WORK INSTRUCTION ▸
Write out again, exactly, the lines below starting at the one with "return UpdateRule::BetterRoot;" and ending at the one with "total == self.state.cost".
== MATERIAL PROVIDED ==
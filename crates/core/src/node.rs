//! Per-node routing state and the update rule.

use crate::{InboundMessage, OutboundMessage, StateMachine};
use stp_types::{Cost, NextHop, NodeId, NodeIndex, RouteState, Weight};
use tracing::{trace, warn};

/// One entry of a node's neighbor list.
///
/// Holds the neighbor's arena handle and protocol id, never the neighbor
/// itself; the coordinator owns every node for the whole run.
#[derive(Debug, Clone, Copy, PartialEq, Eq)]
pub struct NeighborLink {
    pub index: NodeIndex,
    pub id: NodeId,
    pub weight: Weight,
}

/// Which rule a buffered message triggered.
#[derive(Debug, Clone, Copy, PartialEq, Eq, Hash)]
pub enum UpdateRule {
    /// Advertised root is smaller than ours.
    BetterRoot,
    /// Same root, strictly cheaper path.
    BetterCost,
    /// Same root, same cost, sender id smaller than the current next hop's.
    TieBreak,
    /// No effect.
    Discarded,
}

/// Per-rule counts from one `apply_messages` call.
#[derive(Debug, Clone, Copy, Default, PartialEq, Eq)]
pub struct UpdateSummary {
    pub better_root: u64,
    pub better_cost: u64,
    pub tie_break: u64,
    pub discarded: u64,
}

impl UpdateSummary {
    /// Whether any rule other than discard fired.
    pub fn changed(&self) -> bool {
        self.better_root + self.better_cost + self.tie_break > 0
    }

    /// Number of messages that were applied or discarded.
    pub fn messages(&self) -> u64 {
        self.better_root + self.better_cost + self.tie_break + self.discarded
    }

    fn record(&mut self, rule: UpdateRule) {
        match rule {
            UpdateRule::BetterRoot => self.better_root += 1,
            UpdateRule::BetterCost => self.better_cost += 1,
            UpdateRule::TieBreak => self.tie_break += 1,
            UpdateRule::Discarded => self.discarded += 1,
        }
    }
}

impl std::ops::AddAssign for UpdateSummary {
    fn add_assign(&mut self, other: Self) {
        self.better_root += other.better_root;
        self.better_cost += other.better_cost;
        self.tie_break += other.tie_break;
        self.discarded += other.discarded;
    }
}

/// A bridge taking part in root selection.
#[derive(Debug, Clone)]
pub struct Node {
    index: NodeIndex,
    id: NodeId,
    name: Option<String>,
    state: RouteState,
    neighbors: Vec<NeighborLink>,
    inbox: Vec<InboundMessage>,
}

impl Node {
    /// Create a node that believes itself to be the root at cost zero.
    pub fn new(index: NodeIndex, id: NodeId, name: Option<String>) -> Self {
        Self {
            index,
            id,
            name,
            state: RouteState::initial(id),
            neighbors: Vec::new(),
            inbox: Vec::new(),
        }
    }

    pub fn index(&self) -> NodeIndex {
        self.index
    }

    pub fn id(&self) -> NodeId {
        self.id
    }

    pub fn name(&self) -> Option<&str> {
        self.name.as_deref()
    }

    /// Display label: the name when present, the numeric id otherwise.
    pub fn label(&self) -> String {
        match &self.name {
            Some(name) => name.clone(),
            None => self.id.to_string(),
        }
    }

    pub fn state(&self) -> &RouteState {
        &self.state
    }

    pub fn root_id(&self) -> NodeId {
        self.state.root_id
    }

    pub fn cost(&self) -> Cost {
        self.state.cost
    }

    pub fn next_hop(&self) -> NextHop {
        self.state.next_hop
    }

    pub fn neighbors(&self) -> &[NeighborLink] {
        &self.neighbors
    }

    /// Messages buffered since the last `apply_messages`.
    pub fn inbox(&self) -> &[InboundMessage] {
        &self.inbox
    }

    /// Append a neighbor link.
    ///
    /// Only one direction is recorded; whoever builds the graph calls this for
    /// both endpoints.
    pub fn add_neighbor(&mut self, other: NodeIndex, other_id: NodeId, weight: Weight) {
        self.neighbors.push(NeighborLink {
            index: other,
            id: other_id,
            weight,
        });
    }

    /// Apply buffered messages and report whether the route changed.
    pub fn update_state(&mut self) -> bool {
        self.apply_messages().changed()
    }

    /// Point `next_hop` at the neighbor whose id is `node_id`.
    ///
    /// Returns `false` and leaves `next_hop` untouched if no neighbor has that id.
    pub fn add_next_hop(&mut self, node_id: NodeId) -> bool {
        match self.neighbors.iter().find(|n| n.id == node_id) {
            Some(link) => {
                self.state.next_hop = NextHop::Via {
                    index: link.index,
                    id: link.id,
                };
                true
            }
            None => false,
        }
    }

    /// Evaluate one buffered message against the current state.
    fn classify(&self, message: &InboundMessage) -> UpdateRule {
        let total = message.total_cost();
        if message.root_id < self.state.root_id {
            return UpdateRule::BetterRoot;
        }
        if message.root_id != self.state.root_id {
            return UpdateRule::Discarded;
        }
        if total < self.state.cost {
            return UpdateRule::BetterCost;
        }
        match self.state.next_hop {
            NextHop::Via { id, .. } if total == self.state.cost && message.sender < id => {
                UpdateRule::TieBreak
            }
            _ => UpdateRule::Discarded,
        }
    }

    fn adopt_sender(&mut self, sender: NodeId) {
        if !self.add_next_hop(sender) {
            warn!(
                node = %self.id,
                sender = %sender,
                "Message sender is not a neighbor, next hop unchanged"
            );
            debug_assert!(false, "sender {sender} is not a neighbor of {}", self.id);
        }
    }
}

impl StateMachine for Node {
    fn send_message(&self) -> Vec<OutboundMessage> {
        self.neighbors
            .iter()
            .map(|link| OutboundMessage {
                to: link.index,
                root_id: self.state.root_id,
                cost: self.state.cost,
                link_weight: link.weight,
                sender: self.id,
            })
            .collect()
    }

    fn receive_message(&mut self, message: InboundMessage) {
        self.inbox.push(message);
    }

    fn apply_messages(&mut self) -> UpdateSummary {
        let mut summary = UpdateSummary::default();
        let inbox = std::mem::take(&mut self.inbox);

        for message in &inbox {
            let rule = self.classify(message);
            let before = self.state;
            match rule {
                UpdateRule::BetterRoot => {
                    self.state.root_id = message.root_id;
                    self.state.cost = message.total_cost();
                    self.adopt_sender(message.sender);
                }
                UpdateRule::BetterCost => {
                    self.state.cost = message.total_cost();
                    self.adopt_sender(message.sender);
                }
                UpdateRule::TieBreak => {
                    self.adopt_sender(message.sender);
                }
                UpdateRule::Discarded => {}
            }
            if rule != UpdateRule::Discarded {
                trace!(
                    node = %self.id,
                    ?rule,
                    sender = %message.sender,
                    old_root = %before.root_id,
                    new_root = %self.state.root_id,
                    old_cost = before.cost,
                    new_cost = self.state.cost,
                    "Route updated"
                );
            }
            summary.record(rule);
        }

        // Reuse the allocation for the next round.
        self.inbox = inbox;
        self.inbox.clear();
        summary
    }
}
===
SOLUTION FOR THIS EXERCISE ▸
            return UpdateRule::BetterRoot;
        }
        if message.root_id != self.state.root_id {
            return UpdateRule::Discarded;
        }
        if total < self.state.cost {
            return UpdateRule::BetterCost;
        }
        match self.state.next_hop {
            NextHop::Via { id, .. } if total == self.state.cost && message.sender < id => {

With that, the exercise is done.